Fig.9 Recommended plugging procedure for the bottom tubesheet Although it is obvious, we have observed in some cases that plugs in the top tubesheet did not correspond with the plugs in the bottom tubesheet. Of course it is clear that attention has to be given in this respect. We recommend to lower a plumb and mark the tubes clearly to prevent these type of mistakes. Base and weld materials Heat exchanger tubes used in Stamicarbon plants have dimensions of 25 mm (0.984”) outer diameter and 20 mm (0.787”) inner diameter for HP Carbamate Condensers and HP Scrubbers. The material quality of these tubes can be either BC.01(316LUG), BC.05 (X2CrNiMoN25.22.2) or BE.06 (Safurex®). For High Pressure Strippersc only BC.05 and BE.06 materials are used due to the more severe corrosion environment during operations. The tube to

tubesheet welds for these vessels are made using BC.05 welding consumables for BC.01 and BC.05 vessels.
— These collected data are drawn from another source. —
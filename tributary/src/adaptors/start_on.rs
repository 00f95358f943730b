//! `start_on`: hop to a scheduler, then run a sender there.

use headwater::{Scheduler, Sender};

use crate::{
	adaptors::let_::{let_value, LetValue},
	factories::schedule,
};

/// Runs `sender` on `scheduler`'s execution context: a hop through the
/// scheduler's schedule sender, continued with `sender` itself.
pub fn start_on<Sch, S>(
	scheduler: &Sch,
	sender: S,
) -> LetValue<Sch::Sender, impl FnOnce(()) -> S + Send + 'static, S>
where
	Sch: Scheduler,
	S: Sender,
{
	let_value(schedule(scheduler), move |()| sender)
}

/// The older surface name of [`start_on`].
pub fn on<Sch, S>(
	scheduler: &Sch,
	sender: S,
) -> LetValue<Sch::Sender, impl FnOnce(()) -> S + Send + 'static, S>
where
	Sch: Scheduler,
	S: Sender,
{
	start_on(scheduler, sender)
}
For Safurex® vessels, Safurex® weld consumables should be used. For plugging heat exchanger tubes, Stamicarbon recommends the same base materials for the plug as is used for the welding consumables. Conclusion Plugging of a tube in the critical high pressure urea heat exchangers should not be under estimated. Besides a proper plugging procedure, proper weld execution is of equal importance. It is advised to make some test welds in the welding positions as used for the job (AWS 4F- EN PD) overhead position. The welded test block should be examined by a macro examination to determine the weld geometry after welding. Only after successful conclusion of the test welding should one start the actual plug welding in the vessel. Stamicarbon can be of assistance in plant inspections, life time extensions studies and preparations of repair procedures, as well as site assistance during repairs. In many cases, plugging can be predicted prior to the shutdown based on previous inspection reports. This allows the plant owner to prepare for plugging and to purchase sufficient plug material and weld consumables prior to the actual shutdown. Also, welder qualifications can be planned prior to the actual shutdown in order not to lose any time during the shutdown.

FINAL CONCLUSION: IN ALL CASES PLUGGING A HEAT EXCHANGER TUBE INTRODUCES A POTENTIONAL RISK FOR LEAKAGES. THEREFORE, IT IS OF PARAMOUNT IMPORTANCE TO PLAN AND TAKE NECESSARY PRECAUTIONS WHEN INSTALLING TUBE PLUGS TO ENSURE SAFE OPERATIONS.